On 6/30/05, Theo Van Dinter <fe...@apache.org> wrote:
> > a) For those of us not intimately familiar with the numeric values of
> > date/time in perl, what --after value would bring us to Jan 1 2005?
> 
> Hrm.  1041397200 was 1/1/03.  +365 days is 1072933200, which was 1/1/04.
> +366 days is 1104555600, which was 1/1/05. :)

--after "-6 months" works for me.

Rod.

-- 
:: Rod Begbie :: http://groovymother.com/ ::

Re: NOTICE: 3.1.0 rescoring mass-checks

Posted by Theo Van Dinter <fe...@apache.org>.
On Thu, Jun 30, 2005 at 08:30:19PM -0700, Robert Menschel wrote:
> a) For those of us not intimately familiar with the numeric values of
> date/time in perl, what --after value would bring us to Jan 1 2005?

Hrm.  1041397200 was 1/1/03.  +365 days is 1072933200, which was 1/1/04.
+366 days is 1104555600, which was 1/1/05. :)

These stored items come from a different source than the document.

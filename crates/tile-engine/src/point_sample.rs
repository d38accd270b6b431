//! Point-Sample Service: answers "what is the flood risk at this
//! coordinate?" by locating the pixel a geographic point falls on within
//! the fixed-zoom mosaic, decoding its wire value, and classifying the
//! result against a water level.

use geo::Coordinate;

use crate::{Error, Result, TileEngine};

#[derive(Debug, Clone, serde::Deserialize)]
pub struct PointSampleRequest {
    pub latitude: f64,
    pub longitude: f64,
    /// Water level to classify risk against, in meters. Defaults to 0.0
    /// (mean sea level) when omitted.
    #[serde(default)]
    pub water_level_m: Option<f64>,
    /// Caller-supplied hint that this coordinate is known to be open water
    /// (e.g. resolved from a separate basemap layer): at a NoData pixel this
    /// turns an "unknown" verdict into "very_high" rather than leaving the
    /// caller without an answer.
    #[serde(default)]
    pub is_water_hint: bool,
}

#[derive(Debug, Clone, PartialEq, serde::Serialize)]
pub struct PointSampleResponse {
    /// `None` when the sampled pixel is NoData and `is_water_hint` was false.
    pub elevation_m: Option<f64>,
    pub flood_risk_level: String,
    pub risk_description: String,
    pub water_level_m: f64,
}

const RISK_VERY_HIGH: &str = "very_high";
const RISK_HIGH: &str = "high";
const RISK_MODERATE: &str = "moderate";
const RISK_LOW: &str = "low";
const RISK_UNKNOWN: &str = "unknown";

pub(crate) async fn sample(engine: &TileEngine, request: PointSampleRequest) -> Result<PointSampleResponse> {
    if !(-90.0..=90.0).contains(&request.latitude) || !(-180.0..=180.0).contains(&request.longitude) {
        return Err(Error::InvalidRequest(format!(
            "coordinate ({}, {}) is not a valid latitude/longitude pair",
            request.latitude, request.longitude
        )));
    }
    let water_level_m = request.water_level_m.unwrap_or(0.0);
    let (min, max) = engine.config().water_level_range;
    if water_level_m < min || water_level_m > max {
        return Err(Error::InvalidRequest(format!("water level {water_level_m} outside [{min}, {max}]")));
    }

    let coord = Coordinate::latlon(request.latitude, request.longitude);
    let (tile, raw, _source) = engine.tile_for_coordinate(coord).await?;

    let (px, py) = tile.pixel_for_coordinate(coord);
    let idx = (py as usize * tile_codec::TILE_DIM + px as usize) * 2;
    let wire_value = u16::from_le_bytes([raw[idx], raw[idx + 1]]);
    let elevation_m = tile_codec::decode_value(wire_value);

    let (flood_risk_level, risk_description, elevation_m) = match elevation_m {
        None if request.is_water_hint => (RISK_VERY_HIGH.to_string(), "open water".to_string(), None),
        None => (RISK_UNKNOWN.to_string(), "no elevation data available at this location".to_string(), None),
        Some(elevation_m) => {
            let diff = elevation_m - water_level_m;
            let (level, risk_description) = classify(diff);
            (level, risk_description, Some(elevation_m))
        }
    };

    Ok(PointSampleResponse {
        elevation_m,
        flood_risk_level,
        risk_description,
        water_level_m,
    })
}

/// Classifies flood risk from `elevation - water_level`, in meters. The
/// thresholds mirror `colormap::flood_color`'s bands, discretized into named
/// levels rather than interpolated colors.
fn classify(diff: f64) -> (String, String) {
    if diff <= 0.0 {
        (RISK_VERY_HIGH.to_string(), "at or below the water level; already inundated".to_string())
    } else if diff < 0.5 {
        (RISK_HIGH.to_string(), "less than 0.5m above the water level".to_string())
    } else if diff < 2.0 {
        (RISK_MODERATE.to_string(), "less than 2m above the water level".to_string())
    } else if diff < 5.0 {
        (RISK_LOW.to_string(), "less than 5m above the water level".to_string())
    } else {
        (RISK_LOW.to_string(), "well above the water level; safe".to_string())
    }
}

#[cfg(test)]
mod tests {
    use super::*;
    use crate::{Config, TileEngine};

    fn write_cell(dir: &std::path::Path, lat_floor: i32, lon_floor: i32, shape: (u32, u32), value: i16) {
        let id = dem_store::SourceStore::cell_id(lat_floor, lon_floor);
        let side_car = dem_store::SideCar {
            shape,
            bounds: [lon_floor as f64, lat_floor as f64, (lon_floor + 1) as f64, (lat_floor + 1) as f64],
            nodata: -32768,
            crs: "EPSG:4326".into(),
        };
        std::fs::write(dir.join(format!("{id}.json")), serde_json::to_vec(&side_car).unwrap()).unwrap();
        let raw: Vec<u8> = (0..shape.0 * shape.1).flat_map(|_| value.to_le_bytes()).collect();
        std::fs::write(dir.join(format!("{id}.zst")), zstd::bulk::compress(&raw, 3).unwrap()).unwrap();
    }

    #[tokio::test]
    async fn ocean_point_with_water_hint_is_very_high_risk() {
        let dir = tempfile::tempdir().unwrap();
        let engine = TileEngine::new(Config::new(dir.path()));

        let request = PointSampleRequest {
            latitude: 0.0,
            longitude: -160.0,
            water_level_m: Some(1.0),
            is_water_hint: true,
        };
        let response = engine.sample_point(request).await.unwrap();
        assert_eq!(response.flood_risk_level, RISK_VERY_HIGH);
        assert_eq!(response.elevation_m, None);
    }

    #[tokio::test]
    async fn ocean_point_without_water_hint_is_unknown() {
        let dir = tempfile::tempdir().unwrap();
        let engine = TileEngine::new(Config::new(dir.path()));

        let request = PointSampleRequest {
            latitude: 0.0,
            longitude: -160.0,
            water_level_m: None,
            is_water_hint: false,
        };
        let response = engine.sample_point(request).await.unwrap();
        assert_eq!(response.flood_risk_level, RISK_UNKNOWN);
    }

    #[tokio::test]
    async fn elevated_land_point_is_low_risk_at_sea_level() {
        let dir = tempfile::tempdir().unwrap();
        write_cell(dir.path(), 51, 3, (3601, 3601), 100);
        let engine = TileEngine::new(Config::new(dir.path()));

        let request = PointSampleRequest {
            latitude: 51.05,
            longitude: 3.72,
            water_level_m: Some(0.0),
            is_water_hint: false,
        };
        let response = engine.sample_point(request).await.unwrap();
        assert_eq!(response.flood_risk_level, RISK_LOW);
        assert!(response.elevation_m.unwrap() > 90.0);
    }

    #[tokio::test]
    async fn low_lying_point_below_water_level_is_very_high_risk() {
        let dir = tempfile::tempdir().unwrap();
        write_cell(dir.path(), 51, 3, (3601, 3601), 1);
        let engine = TileEngine::new(Config::new(dir.path()));

        let request = PointSampleRequest {
            latitude: 51.05,
            longitude: 3.72,
            water_level_m: Some(5.0),
            is_water_hint: false,
        };
        let response = engine.sample_point(request).await.unwrap();
        assert_eq!(response.flood_risk_level, RISK_VERY_HIGH);
    }

    #[tokio::test]
    async fn out_of_range_latitude_is_rejected() {
        let dir = tempfile::tempdir().unwrap();
        let engine = TileEngine::new(Config::new(dir.path()));
        let request = PointSampleRequest {
            latitude: 120.0,
            longitude: 0.0,
            water_level_m: None,
            is_water_hint: false,
        };
        let err = engine.sample_point(request).await.unwrap_err();
        assert_eq!(err.kind(), crate::ErrorKind::InvalidRequest);
    }
}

> b) I am concerned that starting a full rescoring mass-check against a
> large corpus will take longer than allowed.  I'll have to abort, and
> send in what I have, but "what I have" will be the results generated

I'd suggest letting it run for a little bit and estimate out how many
messages you can run through in the time allotted.  I'm doing the
same thing.  It's not 100%, but after 15-30 minutes you should be able
to multiply out and determine the # of messages you can run through (I
leave some wiggle room of 1-2 days), then restart the mass-check with
that many messages.

> for older emails, not newer emails. Would it be appropriate to have
> mass-check process emails newest to oldest?

No.  It needs to go in order, oldest to newest for Bayes.

-- 
Randomly Generated Tagline:
"I'm not bad, I'm just drawn that way." - Jessica Rabbit

Re[3]: NOTICE: 3.1.0 rescoring mass-checks

Posted by Robert Menschel <Ro...@Menschel.net>.
Thursday, June 30, 2005, 8:30:19 PM, I wrote:

TVD>> "The --after=1041397200 option tells mass-check to ignore messages older than
TVD>> 18 months ago (in this case January 1 2003). This is useful if your corpus has
TVD>> older messages intermingled with your newer messages."

TVD>> 18 months ago would be Jan 1 2004, not 2003.  We also usually limit to
TVD>> 6 months, not 18, but ...

RM> a) For those of us not intimately familiar with the numeric values of
RM> date/time in perl, what --after value would bring us to Jan 1 2005?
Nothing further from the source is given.